## [WHAT YOU ARE ASKED TO DO]
Below are the entries; output exactly the lines from the one containing "pub fn len(&self)" through the final line, inclusive.

*** Opening of ENTRIES SUPPLIED ***

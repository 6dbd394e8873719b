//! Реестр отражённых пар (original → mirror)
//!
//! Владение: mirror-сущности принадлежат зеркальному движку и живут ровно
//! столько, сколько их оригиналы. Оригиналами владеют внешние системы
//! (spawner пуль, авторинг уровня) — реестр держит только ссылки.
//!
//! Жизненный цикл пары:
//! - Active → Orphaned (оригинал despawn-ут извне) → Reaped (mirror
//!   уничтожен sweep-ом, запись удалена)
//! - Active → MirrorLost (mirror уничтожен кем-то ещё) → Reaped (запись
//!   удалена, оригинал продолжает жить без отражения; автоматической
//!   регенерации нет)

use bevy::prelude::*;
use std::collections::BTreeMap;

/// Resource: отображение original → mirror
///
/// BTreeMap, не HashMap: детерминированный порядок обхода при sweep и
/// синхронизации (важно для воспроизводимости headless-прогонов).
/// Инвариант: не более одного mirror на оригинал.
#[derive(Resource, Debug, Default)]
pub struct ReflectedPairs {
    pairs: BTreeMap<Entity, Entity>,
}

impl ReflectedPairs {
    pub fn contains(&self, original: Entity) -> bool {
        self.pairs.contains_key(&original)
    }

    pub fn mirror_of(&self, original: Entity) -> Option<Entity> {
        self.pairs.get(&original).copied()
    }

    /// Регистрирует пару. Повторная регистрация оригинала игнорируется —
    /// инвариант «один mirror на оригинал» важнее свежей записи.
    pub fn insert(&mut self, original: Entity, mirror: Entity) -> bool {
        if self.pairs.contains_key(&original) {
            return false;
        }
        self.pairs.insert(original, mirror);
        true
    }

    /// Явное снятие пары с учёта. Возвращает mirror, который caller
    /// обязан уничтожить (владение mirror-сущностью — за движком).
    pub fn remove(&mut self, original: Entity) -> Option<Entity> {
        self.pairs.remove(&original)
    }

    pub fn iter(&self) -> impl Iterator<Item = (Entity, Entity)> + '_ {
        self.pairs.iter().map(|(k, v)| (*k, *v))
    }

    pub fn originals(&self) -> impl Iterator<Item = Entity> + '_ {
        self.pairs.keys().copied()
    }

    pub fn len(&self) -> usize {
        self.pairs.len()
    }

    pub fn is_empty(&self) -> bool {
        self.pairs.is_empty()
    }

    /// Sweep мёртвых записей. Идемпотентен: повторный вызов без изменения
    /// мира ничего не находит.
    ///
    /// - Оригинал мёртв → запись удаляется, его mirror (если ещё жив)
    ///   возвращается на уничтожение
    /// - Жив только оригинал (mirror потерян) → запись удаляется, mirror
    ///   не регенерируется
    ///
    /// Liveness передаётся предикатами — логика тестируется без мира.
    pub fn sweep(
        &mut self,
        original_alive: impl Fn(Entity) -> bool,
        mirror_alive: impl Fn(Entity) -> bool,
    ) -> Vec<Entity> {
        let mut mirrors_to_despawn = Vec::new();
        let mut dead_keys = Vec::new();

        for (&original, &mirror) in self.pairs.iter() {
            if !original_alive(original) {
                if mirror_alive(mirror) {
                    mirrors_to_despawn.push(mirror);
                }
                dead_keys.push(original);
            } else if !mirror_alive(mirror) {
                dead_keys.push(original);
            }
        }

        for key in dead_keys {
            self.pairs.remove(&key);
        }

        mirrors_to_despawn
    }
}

*** Close of ENTRIES SUPPLIED ***

## [EXPECTED OUTPUT]
    pub fn len(&self) -> usize {
        self.pairs.len()
    }

    pub fn is_empty(&self) -> bool {
        self.pairs.is_empty()
    }

    /// Sweep мёртвых записей. Идемпотентен: повторный вызов без изменения
    /// мира ничего не находит.
    ///
    /// - Оригинал мёртв → запись удаляется, его mirror (если ещё жив)
    ///   возвращается на уничтожение
    /// - Жив только оригинал (mirror потерян) → запись удаляется, mirror
    ///   не регенерируется
    ///
    /// Liveness передаётся предикатами — логика тестируется без мира.
    pub fn sweep(
        &mut self,
        original_alive: impl Fn(Entity) -> bool,
        mirror_alive: impl Fn(Entity) -> bool,
    ) -> Vec<Entity> {
        let mut mirrors_to_despawn = Vec::new();
        let mut dead_keys = Vec::new();

        for (&original, &mirror) in self.pairs.iter() {
            if !original_alive(original) {
                if mirror_alive(mirror) {
                    mirrors_to_despawn.push(mirror);
                }
                dead_keys.push(original);
            } else if !mirror_alive(mirror) {
                dead_keys.push(original);
            }
        }

        for key in dead_keys {
            self.pairs.remove(&key);
        }

        mirrors_to_despawn
    }
}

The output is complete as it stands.